Chop all the tomatoes, onion, garlic, green pepper and place into a bowl. Mix together; add a bit of salt and a ½ cup of white vinegar. Adjust the hotness as you like it (wink).

This recipe makes approximately 5-7 pints of salsa. Yummy yum!


Finely chop those tomatoes up!

Two work faster than one!

To preserve; boil in kettle to desired thickness and immediately pour into clean canning jars and seal tightly

To freeze; place 2 cup portions into freezer bags (or more depending on your family’s needs) and stack the bags horizontally, laying them flat to freeze. It may be a bit liquidy, and/or more mushy when unthawing, but simply drain a bit of the liquid before consuming and mash the consistency up a bit more if necessary.

If you’re like our family and consume rather large portions of the spicy stuff, or if you’re making this for a large upcoming Thanksgiving family gathering, why not place several portions into nice canning jars to give others as a harvest blessing?

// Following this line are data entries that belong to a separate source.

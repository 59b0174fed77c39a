use crate::config::ConfigError;
use crate::screening::{GradeMappingError, ScreeningError};
use crate::telemetry::TelemetryError;
use axum::http::StatusCode;
use axum::response::{IntoResponse, Response};
use axum::Json;
use serde_json::json;
use std::fmt;

#[derive(Debug)]
pub enum AppError {
    Config(ConfigError),
    Telemetry(TelemetryError),
    Io(std::io::Error),
    Server(axum::Error),
    Screening(ScreeningError),
    Mapping(GradeMappingError),
}

impl fmt::Display for AppError {
    fn fmt(&self, f: &mut fmt::Formatter<'_>) -> fmt::Result {
        match self {
            AppError::Config(err) => write!(f, "configuration error: {}", err),
            AppError::Telemetry(err) => write!(f, "telemetry error: {}", err),
            AppError::Io(err) => write!(f, "io error: {}", err),
            AppError::Server(err) => write!(f, "server error: {}", err),
            AppError::Screening(err) => write!(f, "screening error: {}", err),
            AppError::Mapping(err) => write!(f, "grade mapping error: {}", err),
        }
    }
}

impl std::error::Error for AppError {
    fn source(&self) -> Option<&(dyn std::error::Error + 'static)> {
        match self {
            AppError::Config(err) => Some(err),
            AppError::Telemetry(err) => Some(err),
            AppError::Io(err) => Some(err),
            AppError::Server(err) => Some(err),
            AppError::Screening(err) => Some(err),
            AppError::Mapping(err) => Some(err),
        }
    }
}

impl IntoResponse for AppError {
    fn into_response(self) -> Response {
        let status = match self {
            AppError::Screening(_) => StatusCode::BAD_REQUEST,
            AppError::Config(_)
            | AppError::Telemetry(_)
            | AppError::Io(_)
            | AppError::Server(_)
            | AppError::Mapping(_) => StatusCode::INTERNAL_SERVER_ERROR,
        };

        let body = Json(json!({ "error": self.to_string() }));
        (status, body).into_response()
    }
}

impl From<ConfigError> for AppError {
    fn from(value: ConfigError) -> Self {
        Self::Config(value)
    }
}

impl From<TelemetryError> for AppError {
    fn from(value: TelemetryError) -> Self {
        Self::Telemetry(value)
    }
}

impl From<std::io::Error> for AppError {
    fn from(value: std::io::Error) -> Self {
        Self::Io(value)
    }
}

impl From<axum::Error> for AppError {
    fn from(value: axum::Error) -> Self {
        Self::Server(value)
    }
}

impl From<ScreeningError> for AppError {
    fn from(value: ScreeningError) -> Self {
        Self::Screening(value)
    }
}

impl From<GradeMappingError> for AppError {
    fn from(value: GradeMappingError) -> Self {
        Self::Mapping(value)
    }
}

All blended together looking just so very tempting!
We ate some right away.

Nacho chips and fresh salsa.

Renee's Fast and Easy Fajitas;

While we were on a Mexican flair theme, and while the chopping blocks were already out, I proceeded with dinner plans, deciding upon “fajitas”. My fajitas fixings are also very easy (!), and it’s a nutritious and healthy meal for the family, whipped up in no time at all. The secret is to have cooked strips of fresh chicken (cooled in the fridge ahead of time, a day or two is just fine, great for leftovers!) ready to go.

I gathered and cut;

  • One large red pepper into long strips (we aren’t BIG green pepper people here, so red is good!)
  • One white onion into long strips (you know, stand the onion root end up, cut long strips down the length of the onion, followed by chopping the root off. Voila, easy cutting!)
  • 4-5 cups of precooked chicken breast strips, or whatever you have on hand.

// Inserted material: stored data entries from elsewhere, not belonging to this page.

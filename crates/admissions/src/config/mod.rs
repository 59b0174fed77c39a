use std::env;
use std::fmt;
use std::net::{IpAddr, SocketAddr};

/// Distinguishes runtime behavior for different stages of the service.
#[derive(Debug, Clone, Copy, PartialEq, Eq)]
pub enum AppEnvironment {
    Development,
    Test,
    Production,
}

impl AppEnvironment {
    fn from_str(value: &str) -> Self {
        match value.trim().to_ascii_lowercase().as_str() {
            "prod" | "production" => Self::Production,
            "test" | "ci" => Self::Test,
            _ => Self::Development,
        }
    }
}

/// Top-level configuration for the admissions application.
#[derive(Debug, Clone)]
pub struct AppConfig {
    pub environment: AppEnvironment,
    pub server: ServerConfig,
    pub telemetry: TelemetryConfig,
}

impl AppConfig {
    pub fn load() -> Result<Self, ConfigError> {
        dotenvy::dotenv().ok();

        let environment = AppEnvironment::from_str(
            &env::var("APP_ENV").unwrap_or_else(|_| "development".to_string()),
        );

        let host = env::var("APP_HOST").unwrap_or_else(|_| "127.0.0.1".to_string());
        let port = env::var("APP_PORT")
            .unwrap_or_else(|_| "3000".to_string())
            .parse::<u16>()
            .map_err(|_| ConfigError::InvalidPort)?;

        let log_level = env::var("APP_LOG_LEVEL").unwrap_or_else(|_| "info".to_string());

        Ok(Self {
            environment,
            server: ServerConfig { host, port },
            telemetry: TelemetryConfig { log_level },
        })
    }
}

/// Settings controlling the HTTP server binding.
#[derive(Debug, Clone)]
pub struct ServerConfig {
    pub host: String,
    pub port: u16,
}

impl ServerConfig {
    pub fn socket_addr(&self) -> Result<SocketAddr, ConfigError> {
        if self.host.eq_ignore_ascii_case("localhost") {
            return Ok(SocketAddr::new(IpAddr::from([127, 0, 0, 1]), self.port));
        }

        let ip: IpAddr = self
            .host
            .parse()
            .map_err(|source| ConfigError::InvalidHost { source })?;

        Ok(SocketAddr::new(ip, self.port))
    }
}

/// Tracing controls.
#[derive(Debug, Clone)]
pub struct TelemetryConfig {
    pub log_level: String,
}

#[derive(Debug)]
pub enum ConfigError {
    InvalidPort,
    InvalidHost { source: std::net::AddrParseError },
}

impl fmt::Display for ConfigError {
    fn fmt(&self, f: &mut fmt::Formatter<'_>) -> fmt::Result {
        match self {
            ConfigError::InvalidPort => write!(f, "APP_PORT must be a valid u16"),
            ConfigError::InvalidHost { .. } => {
                write!(f, "APP_HOST must parse to an IPv4 or IPv6 address")
            }
        }
    }
}

impl std::error::Error for ConfigError {
    fn source(&self) -> Option<&(dyn std::error::Error + 'static)> {
        match self {
            ConfigError::InvalidPort => None,
            ConfigError::InvalidHost { source } => Some(source),
        }
    }
}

Place an extra large frying pan on the stove, and turn the heat to high. Add a little butter, or olive oil to the center of the pan and quickly roll it around the cover the entire bottom area. Add the onion to one area, the red pepper to another and finally, add the chicken to the last, dividing the pan into three sections. Stir each section a bit at a time, mostly to to rotate the heat and keep from sticking to the bottom of the pan. Within a few seconds, turn the heat down to simmer, place a lid on top of the pan, and allow all to cook as necessary. Saute the onions and red pepper until al dente (clear, not mushy) and take care to continually heat the chicken as well, browning it as you go.

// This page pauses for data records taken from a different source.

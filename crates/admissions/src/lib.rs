//! Eligibility screening core for university admissions.
//!
//! The crate normalizes certificate-specific grades into one comparable scale
//! and evaluates declarative admission rules against an applicant's results,
//! producing decisions an admissions officer can explain line by line.

pub mod config;
pub mod error;
pub mod screening;
pub mod telemetry;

  • Shred cheddar cheese and place in a bowl.
  • Shred lettuce strips and place in a bowl.
  • Have some soft tortilla wraps at hand for assembling the dinner finale.
  • Condiments of your selection - salsa, guacamole, sour cream, etc.

Place the plates on the counter or table and allow everyone to “make their own dinner” fajitas. Easy! The kids love it! Mom loves it too!

A variation of the above;


Renee's Fast and Easy Quesadillas;

Place soft tortillas on the countertop. Fill the entire area of the flat tortilla with the chicken/onion/red pepper mixture. Place some shredded cheese over top offering a light sprinkled coating. Place another soft tortilla on top of the ensemble. Heat a frying pan on the stove (use two or three if you have a lot to make for a larger family), add a big of non stick coating or light olive oil first, then carefully pull over your two filled tortillas (looks like a tortilla sandwich by now), and heat up in the frying pan, one side at a time until the cheddar cheese has melted inside, acting like glue to keep the two tortillas sealed. Using a steel spatula, scoop out and place onto a chopping block, cutting it with a French cook knife into four pieces (MATH!) Serve with a green salad. Not hungry right now? Cook this quick meal up, cool and freeze for another day. Freezes well!

Ta da!

Enjoy!

P.S. Yes, my family is used to having photos snapped during our kitchen times. NO, they aren't allowed to eat until mom snaps that last photo of the final product, but behind me is always another sample to get something into their mouths FAST, mostly as a reward for a job well done...snicker, snicker, and just for YOU Denise!!!